● Work order
From the records below, set down exactly the lines starting with the line that contains "pub(crate) const TOKEN: &str" and going on through the line that contains "pub(crate) fn with_secret(mut". Nothing else is wanted.

(Collected data entries)
+++

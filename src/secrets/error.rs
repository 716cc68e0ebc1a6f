//! Secret store error types.

use std::time::Duration;
use thiserror::Error;

#[derive(Debug, Clone, Error)]
pub enum SecretStoreError {
    #[error("Invalid secret store address '{0}': {1}")]
    InvalidAddress(String, String),

    #[error("Connection failed: {0}")]
    Connection(String),

    #[error("Unauthorized: {0}")]
    Unauthorized(String),

    #[error("Secret not found: {0}")]
    NotFound(String),

    #[error("Secret store returned HTTP {status}: {message}")]
    Http { status: u16, message: String },

    #[error("Malformed secret store response: {0}")]
    Parse(String),

    #[error("Secret store call timed out after {0:?}")]
    Timeout(Duration),
}

impl SecretStoreError {
    /// Whether the store rejected the credentials rather than failing to answer.
    pub fn is_auth_failure(&self) -> bool {
        matches!(self, SecretStoreError::Unauthorized(_))
    }

    /// Whether the store could not be reached at all.
    pub fn is_unreachable(&self) -> bool {
        matches!(
            self,
            SecretStoreError::InvalidAddress(_, _)
                | SecretStoreError::Connection(_)
                | SecretStoreError::Timeout(_)
        )
    }
}

#[cfg(test)]
mod tests {
    use super::*;

    #[test]
    fn test_classification() {
        assert!(SecretStoreError::Unauthorized("denied".into()).is_auth_failure());
        assert!(!SecretStoreError::NotFound("infin8".into()).is_auth_failure());
        assert!(SecretStoreError::Timeout(Duration::from_secs(5)).is_unreachable());
        assert!(SecretStoreError::Connection("refused".into()).is_unreachable());
        assert!(!SecretStoreError::Parse("bad json".into()).is_unreachable());
    }
}
//! Stand-in Vault KV v2 server for tests.

use axum::{
    extract::{Path, State},
    http::{HeaderMap, StatusCode},
    routing::get,
    Json, Router,
};
use serde_json::{json, Value};
use std::collections::HashMap;
use std::sync::Arc;

use crate::config::DEFAULT_SECRET_MOUNT;

pub(crate) const TOKEN: &str = "test-token";

type Secrets = Arc<HashMap<String, Value>>;

/// Serves `auth/token/lookup-self` and `{mount}/data/*path`.
///
/// Besides the configured secrets, the paths `deleted`, `garbled` and
/// `broken` answer with a destroyed version, a non-JSON body and a 500.
pub(crate) struct FakeVault {
    mount: String,
    secrets: HashMap<String, Value>,
}

impl FakeVault {
    pub(crate) fn new() -> Self {
        Self {
            mount: DEFAULT_SECRET_MOUNT.to_string(),
            secrets: HashMap::new(),
        }
    }

    pub(crate) fn with_mount(mut self, mount: &str) -> Self {
        self.mount = mount.to_string();
        self
    }

    pub(crate) fn with_secret(mut self, path: &str, data: Value) -> Self {
        self.secrets.insert(path.to_string(), data);
        self
    }

    /// Start serving on an ephemeral port and return the base address.
    pub(crate) async fn spawn(self) -> String {
        let app = Router::new()
            .route("/v1/auth/token/lookup-self", get(lookup_self))
            .route(&format!("/v1/{}/data/*path", self.mount), get(read_kv))
            .with_state(Arc::new(self.secrets));
        let listener = tokio::net::TcpListener::bind("127.0.0.1:0").await.unwrap();
        let addr = listener.local_addr().unwrap();
        tokio::spawn(async move {
            axum::serve(listener, app).await.unwrap();
        });
        format!("http://{}", addr)
    }
}

fn authorized(headers: &HeaderMap) -> bool {
    headers.get("x-vault-token").and_then(|v| v.to_str().ok()) == Some(TOKEN)
}

fn permission_denied() -> Value {
    json!({ "errors": ["permission denied"] })
}

async fn lookup_self(headers: HeaderMap) -> (StatusCode, Json<Value>) {
    if authorized(&headers) {
        (StatusCode::OK, Json(json!({ "data": { "id": TOKEN } })))
    } else {
        (StatusCode::FORBIDDEN, Json(permission_denied()))
    }
}

async fn read_kv(
    State(secrets): State<Secrets>,
    Path(path): Path<String>,
    headers: HeaderMap,
) -> (StatusCode, String) {
    if !authorized(&headers) {
        return (StatusCode::FORBIDDEN, permission_denied().to_string());
    }
    if let Some(data) = secrets.get(&path) {
        let body = json!({ "data": { "data": data, "metadata": { "version": 4 } } });
        return (StatusCode::OK, body.to_string());
    }
    match path.as_str() {
        "deleted" => (
            StatusCode::OK,
            json!({ "data": { "data": null, "metadata": { "version": 2 } } }).to_string(),
        ),
        "garbled" => (StatusCode::OK, "<html>not json</html>".to_string()),
        "broken" => (
            StatusCode::INTERNAL_SERVER_ERROR,
            json!({ "errors": ["storage unavailable"] }).to_string(),
        ),
        _ => (StatusCode::NOT_FOUND, json!({ "errors": [] }).to_string()),
    }
}
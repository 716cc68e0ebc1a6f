//! Account store error types.

use std::time::Duration;
use thiserror::Error;

#[derive(Debug, Clone, Error)]
pub enum AccountStoreError {
    #[error("Account '{0}' already exists")]
    AlreadyExists(String),

    #[error("Unknown account field '{0}'")]
    UnknownField(String),

    #[error("Validation failed: {0}")]
    Validation(String),

    #[error("Database error: {0}")]
    Database(String),

    #[error("Account store call timed out after {0:?}")]
    Timeout(Duration),

    #[error("Internal error: {0}")]
    Internal(String),
}

impl From<rusqlite::Error> for AccountStoreError {
    fn from(e: rusqlite::Error) -> Self {
        AccountStoreError::Database(e.to_string())
    }
}
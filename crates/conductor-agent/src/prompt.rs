//! State-specific prompt templates.

use crate::{AgentState, SessionContext};

/// Fallback when no task description has been stored.
const NO_TASK_DESCRIPTION: &str = "No task description provided";

/// Fallback when no research topic has been stored.
const NO_RESEARCH_TOPIC: &str = "No research topic provided";

/// Fallback when no action plan has been stored.
const NO_ACTION_PLAN: &str = "No action plan provided";

/// Fallback when no error description has been stored.
const NO_ERROR_DESCRIPTION: &str = "Unknown error";

/// Renders the instructional prompt for each state.
///
/// `Idle` and `Reviewing` templates take no parameters. The other templates
/// pull exactly one value out of the task-data store and fall back to a
/// fixed placeholder when it is missing, so rendering never fails and never
/// mutates the context.
pub struct PromptCatalog;

impl PromptCatalog {
    /// Render the prompt for `state`, reading parameters from `context`.
    pub fn render(state: AgentState, context: &SessionContext) -> String {
        match state {
            AgentState::Idle => IDLE_PROMPT.to_string(),
            AgentState::Planning => planning_prompt(
                context.task_data("task_description").unwrap_or(NO_TASK_DESCRIPTION),
            ),
            AgentState::Researching => researching_prompt(
                context.task_data("research_topic").unwrap_or(NO_RESEARCH_TOPIC),
            ),
            AgentState::Executing => {
                executing_prompt(context.task_data("action_plan").unwrap_or(NO_ACTION_PLAN))
            }
            AgentState::Reviewing => REVIEWING_PROMPT.to_string(),
            AgentState::Error => error_prompt(
                context.task_data("error_description").unwrap_or(NO_ERROR_DESCRIPTION),
            ),
        }
    }
}

const IDLE_PROMPT: &str = "\
I am currently in Idle state, waiting for instructions.

What would you like me to do? I can:

1. Help you plan a task (transition to Planning)
2. Research a topic (transition to Researching)
3. Execute a specific action (transition to Executing)

Please provide your instructions, and I'll assist you accordingly.
";

fn planning_prompt(task_description: &str) -> String {
    format!(
        "\
I am currently in Planning state.

Task to plan: {}

I'll break this down into steps:

1. First, I'll analyze what the task requires
2. Then, I'll identify the necessary sub-tasks
3. Finally, I'll create a structured plan with clear steps

After completing the plan, I can:
- Move to Researching if we need more information
- Move to Executing if we're ready to act
- Return to Idle if we need to reconsider
",
        task_description
    )
}

fn researching_prompt(research_topic: &str) -> String {
    format!(
        "\
I am currently in Researching state.

Research topic: {}

I'll gather information on this topic by:

1. Recalling relevant knowledge I already have
2. Finding authoritative sources of information
3. Organizing the information in a structured way

Once research is complete, I can:
- Return to Planning with new insights
- Move to Executing if we have enough information
- Go to Reviewing if we need to assess the findings
",
        research_topic
    )
}

fn executing_prompt(action_plan: &str) -> String {
    format!(
        "\
I am currently in Executing state.

Action plan:
{}

I'll now execute this plan step by step, providing updates as I go.

I'll focus on:
1. Following the plan precisely
2. Handling any unexpected situations
3. Recording the results of each step

After execution, I'll move to Reviewing to evaluate the results.
",
        action_plan
    )
}

const REVIEWING_PROMPT: &str = "\
I am currently in Reviewing state.

I'll now review what has been done so far:

1. Examine the actions taken and their outcomes
2. Compare results against the original objectives
3. Identify any gaps or areas for improvement

Based on this review, I can:
- Return to Planning if adjustments are needed
- Move to Executing for further actions
- Return to Idle if the task is complete
";

fn error_prompt(error_description: &str) -> String {
    format!(
        "\
I am currently in Error state.

Error: {}

I'll help resolve this issue by:

1. Analyzing what went wrong
2. Suggesting possible solutions
3. Providing guidance on next steps

After addressing the error, we can transition to an appropriate state to continue.
",
        error_description
    )
}
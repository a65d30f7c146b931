//! Shared session context: conversation history and key/value stores.

use std::collections::HashMap;

use serde::{Deserialize, Serialize};

/// A single conversation entry.
///
/// `role` is a free-form tag (`user`, `assistant`, `system`, or anything the
/// caller supplies). Messages are immutable once appended.
#[derive(Debug, Clone, PartialEq, Eq, Serialize, Deserialize)]
pub struct Message {
    /// Who produced the message.
    pub role: String,
    /// The message text.
    pub content: String,
}

/// Mutable context shared across the orchestration session.
///
/// Owns the append-only conversation history and two independent key/value
/// namespaces: task-scoped data and the knowledge base. History is unbounded;
/// nothing is ever evicted.
#[derive(Debug, Default)]
pub struct SessionContext {
    history: Vec<Message>,
    task_data: HashMap<String, String>,
    knowledge: HashMap<String, String>,
}

impl SessionContext {
    /// Create an empty context.
    pub fn new() -> Self {
        Self::default()
    }

    /// Append a message to the conversation history.
    pub fn add_message(&mut self, role: impl Into<String>, content: impl Into<String>) {
        self.history.push(Message {
            role: role.into(),
            content: content.into(),
        });
    }

    /// The last `n` messages, oldest first.
    ///
    /// `n = 0` yields an empty slice; `n` past the history length yields the
    /// whole history.
    pub fn recent_messages(&self, n: usize) -> &[Message] {
        let start = self.history.len().saturating_sub(n);
        &self.history[start..]
    }

    /// Full conversation history, oldest first.
    pub fn history(&self) -> &[Message] {
        &self.history
    }

    /// Store a task-scoped value. Overwrites silently; empty keys are
    /// permitted.
    pub fn set_task_data(&mut self, key: impl Into<String>, value: impl Into<String>) {
        self.task_data.insert(key.into(), value.into());
    }

    /// Look up a task-scoped value.
    pub fn task_data(&self, key: &str) -> Option<&str> {
        self.task_data.get(key).map(String::as_str)
    }

    /// All task-data keys, in no particular order.
    pub fn task_data_keys(&self) -> Vec<&str> {
        self.task_data.keys().map(String::as_str).collect()
    }

    /// Store a knowledge-base entry. Same semantics as task data, separate
    /// namespace.
    pub fn set_knowledge(&mut self, key: impl Into<String>, value: impl Into<String>) {
        self.knowledge.insert(key.into(), value.into());
    }

    /// Look up a knowledge-base entry.
    pub fn knowledge(&self, key: &str) -> Option<&str> {
        self.knowledge.get(key).map(String::as_str)
    }

    /// All knowledge-base keys, in no particular order.
    pub fn knowledge_keys(&self) -> Vec<&str> {
        self.knowledge.keys().map(String::as_str).collect()
    }
}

+++

● Solution to this exercise
pub(crate) const TOKEN: &str = "test-token";

type Secrets = Arc<HashMap<String, Value>>;

/// Serves `auth/token/lookup-self` and `{mount}/data/*path`.
///
/// Besides the configured secrets, the paths `deleted`, `garbled` and
/// `broken` answer with a destroyed version, a non-JSON body and a 500.
pub(crate) struct FakeVault {
    mount: String,
    secrets: HashMap<String, Value>,
}

impl FakeVault {
    pub(crate) fn new() -> Self {
        Self {
            mount: DEFAULT_SECRET_MOUNT.to_string(),
            secrets: HashMap::new(),
        }
    }

    pub(crate) fn with_mount(mut self, mount: &str) -> Self {
        self.mount = mount.to_string();
        self
    }

    pub(crate) fn with_secret(mut self, path: &str, data: Value) -> Self {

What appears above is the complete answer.